Dunn Barbara K, Ryan Anne
US National Cancer Institute, Division of Cancer Prevention, USA.
Ann N Y Acad Sci. 2009 Feb;1155:141-61. doi: 10.1111/j.1749-6632.2009.03688.x.
The third-generation aromatase inhibitors (AIs), anastrozole, exemestane, and letrozole are potential agents for preventing estrogen receptor (ER)-positive breast cancer (BC) in high-risk postmenopausal women. No AI has yet been fully evaluated for prevention. Each AI is incorporated into the design of a phase 3 randomized BC prevention trial based on hypothesis-generating contralateral breast cancer (CLBC) data from a corresponding adjuvant trial. Arimidex, tamoxifen alone or in combination (ATAC) pitted anastrozole against tamoxifen for 5 years as "initial adjuvant" therapy, showing at 33.3 months fewer CLBCs with anastrozole versus tamoxifen (odds ratio [OR] 0.42 overall; OR 0.29 ER-positive BCs), offering the hypothesis on which IBIS-II (International Breast Cancer Intervention Study) is based. "High-risk" IBIS-II compares anastrozole to placebo for the primary prevention of BC in 6000 postmenopausal women. IES (Intergroup Exemestane Study) compared exemestane to tamoxifen following 2-3 years of adjuvant tamoxifen in 4742 postmenopausal women with ER-positive BCs. The benefit from "switching" to exemestane in reducing CLBCs (HR 0.44 at 30.6 months) underlies MAP.3 (Mammary Prevention 3), which compares exemestane to placebo for primary BC risk reduction in 4560 postmenopausal women. MA.17 showed reduced CLBC incidence (HR 0.57) at 2.4 years in postmenopausal women with receptor-positive tumors receiving "extended adjuvant" letrozole compared to placebo following 5 years of tamoxifen. The Study of Letrozole and Raloxifene (STELLAR), using as the control raloxifene, the new U.S. standard drug for BC prevention, would complete the trio of AI prevention trials, but STELLAR is currently on hold.
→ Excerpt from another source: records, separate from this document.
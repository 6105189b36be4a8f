//! Error taxonomy.
//!
//! | Type              | Scope              | Recovery                              |
//! |-------------------|--------------------|---------------------------------------|
//! | [`ConfigError`]   | startup only       | fatal: the binary exits with code 1  |
//! | [`AuthError`]     | one session        | optional auto-retry after a fixed delay |
//! | [`TransportError`]| one session        | always: reconnect with backoff       |
//! | [`ProtocolAnomaly`] | one message      | none needed: logged and ignored      |
//!
//! No error crosses a session boundary: supervisors catch everything except
//! `ConfigError`, which can only occur before any supervisor is spawned.

use std::path::PathBuf;
use std::time::Duration;

use thiserror::Error;
use tokio_tungstenite::tungstenite;

/// Fatal startup errors.
#[derive(Debug, Error)]
pub enum ConfigError {
    #[error("credentials file {} not found", .0.display())]
    MissingCredentials(PathBuf),

    #[error("proxy file {} not found", .0.display())]
    MissingProxies(PathBuf),

    #[error("failed to read {}: {source}", path.display())]
    Read {
        path: PathBuf,
        source: std::io::Error,
    },

    #[error("failed to parse config file {}: {source}", path.display())]
    Parse {
        path: PathBuf,
        source: toml::de::Error,
    },

    #[error("no usable credentials (expected `email,password` lines)")]
    NoCredentials,

    #[error("proxy mode needs one proxy per account: {accounts} accounts, {proxies} proxies")]
    InsufficientProxies { accounts: usize, proxies: usize },

    #[error("invalid proxy '{entry}': {reason}")]
    InvalidProxy { entry: String, reason: String },

    #[error("invalid [service] settings: {0}")]
    InvalidService(String),
}

/// Login failure, carrying the most specific message available.
#[derive(Debug, Clone, Error)]
#[error("{message}")]
pub struct AuthError {
    pub message: String,
}

impl AuthError {
    pub fn new(message: impl Into<String>) -> Self {
        Self {
            message: message.into(),
        }
    }
}

/// Socket-level failures. Every variant is handled by the reconnect path.
#[derive(Debug, Error)]
pub enum TransportError {
    #[error("connection attempt timed out after {}s", .0.as_secs())]
    Timeout(Duration),

    #[error("handshake rejected with HTTP {status}")]
    Rejected { status: u16 },

    #[error("proxy tunnel failed: {0}")]
    Proxy(String),

    #[error("invalid socket endpoint: {0}")]
    InvalidEndpoint(String),

    #[error("I/O error: {0}")]
    Io(#[from] std::io::Error),

    #[error("WebSocket error: {0}")]
    WebSocket(#[from] tungstenite::Error),
}

impl TransportError {
    /// The server refused the handshake in a way that means the access token
    /// is no longer accepted.
    pub fn is_token_rejected(&self) -> bool {
        matches!(self, Self::Rejected { status: 401 | 403 })
    }

    /// The attempt can never succeed no matter how often it is retried.
    pub fn is_unrecoverable(&self) -> bool {
        matches!(self, Self::InvalidEndpoint(_))
    }
}

/// An inbound message that matched no known shape.
#[derive(Debug, Error)]
#[error("unrecognised message: {0}")]
pub struct ProtocolAnomaly(pub String);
第三代芳香化酶抑制剂(AIs),阿那曲唑、依西美坦和来曲唑,是预防高危绝经后妇女雌激素受体(ER)阳性乳腺癌(BC)的潜在药物。尚无一种AI被充分评估用于预防。基于相应辅助治疗试验中产生假设的对侧乳腺癌(CLBC)数据,每种AI都被纳入了一项3期随机BC预防试验的设计中。阿那曲唑、他莫昔芬单药或联合用药(ATAC)试验将阿那曲唑与他莫昔芬作为“初始辅助”治疗进行了5年对比,结果显示在33.3个月时,阿那曲唑组的CLBCs比他莫昔芬组少(总体优势比[OR]为0.42;ER阳性BCs的OR为0.29),这为国际乳腺癌干预研究(IBIS-II)提供了假设依据。“高危”的IBIS-II在6000名绝经后妇女中,将阿那曲唑与安慰剂进行对比,用于BC的一级预防。国际乳腺癌研究组依西美坦研究(IES)在4742名ER阳性BC的绝经后妇女中,在辅助他莫昔芬治疗2 - 3年后,将依西美坦与他莫昔芬进行对比。在降低CLBCs方面(30.6个月时风险比为0.44),从他莫昔芬“转换至”依西美坦的益处是乳腺预防3(MAP.3)试验的基础,该试验在4560名绝经后妇女中,将依西美坦与安慰剂进行对比,用于降低原发性BC风险。MA.17研究显示,与接受5年他莫昔芬治疗后再使用安慰剂相比,接受“延长辅助”来曲唑治疗的绝经后受体阳性肿瘤妇女在2.4年时CLBC发病率降低(风险比为0.57)。来曲唑与雷洛昔芬研究(STELLAR),将雷洛昔芬作为对照,雷洛昔芬是美国预防BC的新的标准药物,该研究将完成AI预防试验的三部曲,但STELLAR目前已暂停。